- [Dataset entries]
***
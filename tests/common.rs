// ABOUTME: Shared builders for integration tests
// ABOUTME: Constructs recipe details, inventory items, and fixture catalogs
//
// SPDX-License-Identifier: MIT OR Apache-2.0
// Copyright (c) 2025 Larder Project

#![allow(dead_code)]

use std::collections::BTreeSet;

use larder::models::{
    IngredientRequirement, InventoryItem, RecipeDetail, RecipeSummary, Unit,
};

/// Build a recipe detail with the given ingredient lines
pub fn recipe_detail(id: i64, name: &str, ingredients: &[(i64, &str, f64, Unit)]) -> RecipeDetail {
    RecipeDetail {
        summary: recipe_summary(id, name),
        guide_steps: vec![
            "Prep the ingredients".into(),
            "Cook everything".into(),
            "Plate and serve".into(),
        ],
        ingredients: ingredients
            .iter()
            .map(|&(ingredient_id, ingredient_name, quantity, unit)| IngredientRequirement {
                ingredient_id,
                name: ingredient_name.into(),
                quantity,
                unit,
            })
            .collect(),
    }
}

/// Build a bare recipe summary owned by user 1
pub fn recipe_summary(id: i64, name: &str) -> RecipeSummary {
    RecipeSummary {
        id,
        name: name.into(),
        description: String::new(),
        prep_time_minutes: 20,
        allergens: BTreeSet::new(),
        owner_id: 1,
        is_favorite: false,
        favorite_count: 0,
    }
}

/// Build a pantry line
pub fn inventory_item(ingredient_id: i64, name: &str, quantity: f64, unit: Unit) -> InventoryItem {
    InventoryItem {
        ingredient_id,
        name: name.into(),
        quantity,
        unit,
    }
}
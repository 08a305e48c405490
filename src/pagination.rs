// ABOUTME: Page-numbered pagination types for the remote recipe catalog
// ABOUTME: Provides Page responses and PageRequest parameters shared by all catalog branches
//
// SPDX-License-Identifier: MIT OR Apache-2.0
// Copyright (c) 2025 Larder Project

//! Page-numbered pagination for the catalog protocol.
//!
//! The remote catalog speaks classic numbered pages starting at 1. Branches
//! request pages in strictly increasing order with no gaps; the total page
//! count reported by the server is re-read from every response.

use serde::{Deserialize, Serialize};

/// First page number of any branch
pub const FIRST_PAGE: u32 = 1;

/// Default page size when the configuration does not override it
pub const DEFAULT_PER_PAGE: u32 = 20;

/// Paginated response containing items and pagination metadata
#[derive(Debug, Clone, Serialize, Deserialize)]
pub struct Page<T> {
    /// The items in this page
    pub items: Vec<T>,
    /// The 1-based page number this response covers
    pub page: u32,
    /// Total number of pages on the server for this query
    pub total_pages: u32,
    /// Total number of items on the server for this query
    pub total_items: u64,
}

impl<T> Page<T> {
    /// Create a new page
    #[must_use]
    pub const fn new(items: Vec<T>, page: u32, total_pages: u32, total_items: u64) -> Self {
        Self { items, page, total_pages, total_items }
    }

    /// Create an empty single-page response
    #[must_use]
    pub const fn empty() -> Self {
        Self {
            items: Vec::new(),
            page: FIRST_PAGE,
            total_pages: 0,
            total_items: 0,
        }
    }

    /// Whether a later page exists after this one
    #[must_use]
    pub const fn has_more(&self) -> bool {
        self.page < self.total_pages
    }
}

/// Request parameters for one page fetch
#[derive(Debug, Clone, Copy, PartialEq, Eq, Serialize, Deserialize)]
pub struct PageRequest {
    /// 1-based page number
    pub page: u32,
    /// Page size
    pub per_page: u32,
}

impl PageRequest {
    /// Request the first page
    #[must_use]
    pub const fn first(per_page: u32) -> Self {
        Self { page: FIRST_PAGE, per_page }
    }

    /// Request the page following this one
    #[must_use]
    pub const fn next(&self) -> Self {
        Self { page: self.page + 1, per_page: self.per_page }
    }
}

impl Default for PageRequest {
    fn default() -> Self {
        Self::first(DEFAULT_PER_PAGE)
    }
}
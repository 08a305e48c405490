// ABOUTME: Meal planner scheduling recipes into per-day slots with retention
// ABOUTME: Normalizes days to local midnight and purges entries past the retention window
//
// SPDX-License-Identifier: MIT OR Apache-2.0
// Copyright (c) 2025 Larder Project

//! # Meal Planner
//!
//! Schedules recipes into calendar-day slots backed by the local database.
//! Days exist only while they carry slots: the first assignment creates the
//! day row, removing the last slot deletes it. Entries older than
//! [`PLAN_RETENTION_DAYS`] are purged opportunistically (on session
//! establishment or an explicit call), never by a background job.

use chrono::{DateTime, Days, Local, NaiveDate};
use tracing::info;

use crate::database::Database;
use crate::errors::AppResult;
use crate::models::{DateRange, MealPlanDay, MealSlot, MealType};

/// Rolling retention window for plan days, measured back from "today"
pub const PLAN_RETENTION_DAYS: u64 = 7;

/// Schedules meals against calendar days
pub struct MealPlanner {
    db: Database,
}

impl MealPlanner {
    /// Create a planner over the local database
    #[must_use]
    pub const fn new(db: Database) -> Self {
        Self { db }
    }

    /// Normalize a local timestamp to its calendar day
    #[must_use]
    pub fn normalize_day(at: DateTime<Local>) -> NaiveDate {
        at.date_naive()
    }

    /// Schedule a recipe into a meal slot, replacing any slot of the same
    /// meal type on that day
    pub async fn assign_meal(
        &self,
        day: NaiveDate,
        meal_type: MealType,
        recipe_id: i64,
        recipe_name: &str,
    ) -> AppResult<()> {
        let slot = MealSlot {
            meal_type,
            recipe_id,
            recipe_name: recipe_name.to_owned(),
        };
        self.db.upsert_slot(day, &slot).await
    }

    /// Remove one meal slot; the day disappears with its last slot.
    /// Returns whether a slot existed.
    pub async fn remove_meal(&self, day: NaiveDate, meal_type: MealType) -> AppResult<bool> {
        self.db.remove_slot(day, meal_type).await
    }

    /// Clear a whole day explicitly
    pub async fn clear_day(&self, day: NaiveDate) -> AppResult<()> {
        self.db.clear_day(day).await
    }

    /// The scheduled days within a validated range, ordered by day
    pub async fn days_in_range(&self, range: DateRange) -> AppResult<Vec<MealPlanDay>> {
        self.db.days_in_range(range.start, range.end).await
    }

    /// Purge days older than the retention window, measured from `today`
    pub async fn purge_expired(&self, today: NaiveDate) -> AppResult<u64> {
        let cutoff = today
            .checked_sub_days(Days::new(PLAN_RETENTION_DAYS))
            .unwrap_or(today);
        let purged = self.db.purge_days_before(cutoff).await?;
        if purged > 0 {
            info!(purged, %cutoff, "meal plan retention purge");
        }
        Ok(purged)
    }
}
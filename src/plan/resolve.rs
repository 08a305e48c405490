// ABOUTME: Ingredient requirement resolver expanding occurrence counts into net shopping needs
// ABOUTME: Aggregates gross totals locally and delegates inventory netting to the remote service
//
// SPDX-License-Identifier: MIT OR Apache-2.0
// Copyright (c) 2025 Larder Project

//! # Ingredient Requirement Resolver
//!
//! Expands [`RecipeQuantity`] occurrence counts into a net shopping
//! requirement. The gross totals are aggregated locally — each recipe's
//! per-unit requirements are multiplied by its occurrence count exactly
//! once, however many days and slots reference it — and the inventory
//! subtraction is delegated to the remote service, which returns only
//! positive deficits sorted by name.
//!
//! Resolving the same input twice (absent inventory or recipe changes)
//! yields an identical requirement list.

use std::sync::Arc;

use tracing::debug;

use crate::errors::AppResult;
use crate::models::{IngredientRequirement, RecipeQuantity};
use crate::remote::RemoteCatalog;

/// Expands occurrence counts into net ingredient requirements
pub struct RequirementResolver {
    remote: Arc<dyn RemoteCatalog>,
}

impl RequirementResolver {
    /// Create a resolver over the given remote collaborator
    #[must_use]
    pub fn new(remote: Arc<dyn RemoteCatalog>) -> Self {
        Self { remote }
    }

    /// Aggregate gross ingredient totals for the given occurrence counts.
    ///
    /// Fetches each recipe's detail once, multiplies every ingredient line
    /// by the occurrence count, and accumulates by ingredient id in
    /// first-occurrence order. A failed detail fetch fails the whole
    /// aggregation; partial totals are never returned.
    pub async fn aggregate_totals(
        &self,
        quantities: &[RecipeQuantity],
    ) -> AppResult<Vec<IngredientRequirement>> {
        let mut totals: Vec<IngredientRequirement> = Vec::new();

        for quantity in quantities {
            let detail = self.remote.fetch_recipe_detail(quantity.recipe_id).await?;
            for ingredient in &detail.ingredients {
                let scaled = ingredient.quantity * f64::from(quantity.count);
                match totals
                    .iter_mut()
                    .find(|t| t.ingredient_id == ingredient.ingredient_id)
                {
                    Some(total) => total.quantity += scaled,
                    None => totals.push(IngredientRequirement {
                        ingredient_id: ingredient.ingredient_id,
                        name: ingredient.name.clone(),
                        quantity: scaled,
                        unit: ingredient.unit,
                    }),
                }
            }
        }

        debug!(
            recipes = quantities.len(),
            ingredients = totals.len(),
            "aggregated gross ingredient totals"
        );
        Ok(totals)
    }

    /// Resolve occurrence counts into the net shopping requirement.
    ///
    /// Empty input resolves to an empty list without a remote round trip:
    /// nothing planned means nothing to buy.
    pub async fn resolve(
        &self,
        quantities: &[RecipeQuantity],
    ) -> AppResult<Vec<IngredientRequirement>> {
        if quantities.is_empty() {
            return Ok(Vec::new());
        }
        let totals = self.aggregate_totals(quantities).await?;
        self.remote.resolve_shopping_list(&totals).await
    }
}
***
- [WHAT YOU NEED TO DO] What is needed is a verbatim copy of every line in the records above from the one containing "page: FIRST_PAGE, per_page" down to the one containing "Entries older than", both included, and nothing more.

- [RESULT BELOW]
        Self { page: FIRST_PAGE, per_page }
    }

    /// Request the page following this one
    #[must_use]
    pub const fn next(&self) -> Self {
        Self { page: self.page + 1, per_page: self.per_page }
    }
}

impl Default for PageRequest {
    fn default() -> Self {
        Self::first(DEFAULT_PER_PAGE)
    }
}
repository 08a305e48c405490
// ABOUTME: Meal planner scheduling recipes into per-day slots with retention
// ABOUTME: Normalizes days to local midnight and purges entries past the retention window
//
// SPDX-License-Identifier: MIT OR Apache-2.0
// Copyright (c) 2025 Larder Project

//! # Meal Planner
//!
//! Schedules recipes into calendar-day slots backed by the local database.
//! Days exist only while they carry slots: the first assignment creates the
//! day row, removing the last slot deletes it. Entries older than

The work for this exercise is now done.